[Data records Boundary: Start]
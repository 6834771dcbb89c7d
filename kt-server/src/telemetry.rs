//! Logging initialisation.

use tracing_subscriber::EnvFilter;

use crate::config::LogFormat;

/// Install the global subscriber. `RUST_LOG` overrides the default filter.
///
/// Calling this more than once is harmless; later calls are ignored.
pub fn init(format: LogFormat) {
    let filter = EnvFilter::try_from_default_env()
        .unwrap_or_else(|_| EnvFilter::new("info,kt_server=debug,tower_http=info"));
    let builder = tracing_subscriber::fmt().with_env_filter(filter).with_target(true);
    let result = match format {
        LogFormat::Pretty => builder.with_line_number(true).try_init(),
        LogFormat::Json => builder.json().with_current_span(true).try_init(),
    };
    if result.is_err() {
        tracing::debug!("tracing subscriber already installed");
    }
}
[Data records Boundary: End]
Exercise details => Exact copies of every record are required, so retype them in full.

Solution to this exercise =>
repository 6834771dcbb89c7d
filename kt-server/src/telemetry.rs
//! Logging initialisation.

use tracing_subscriber::EnvFilter;

use crate::config::LogFormat;

/// Install the global subscriber. `RUST_LOG` overrides the default filter.
///
/// Calling this more than once is harmless; later calls are ignored.
pub fn init(format: LogFormat) {
    let filter = EnvFilter::try_from_default_env()
        .unwrap_or_else(|_| EnvFilter::new("info,kt_server=debug,tower_http=info"));
    let builder = tracing_subscriber::fmt().with_env_filter(filter).with_target(true);
    let result = match format {
        LogFormat::Pretty => builder.with_line_number(true).try_init(),
        LogFormat::Json => builder.json().with_current_span(true).try_init(),
    };
    if result.is_err() {
        tracing::debug!("tracing subscriber already installed");
    }
}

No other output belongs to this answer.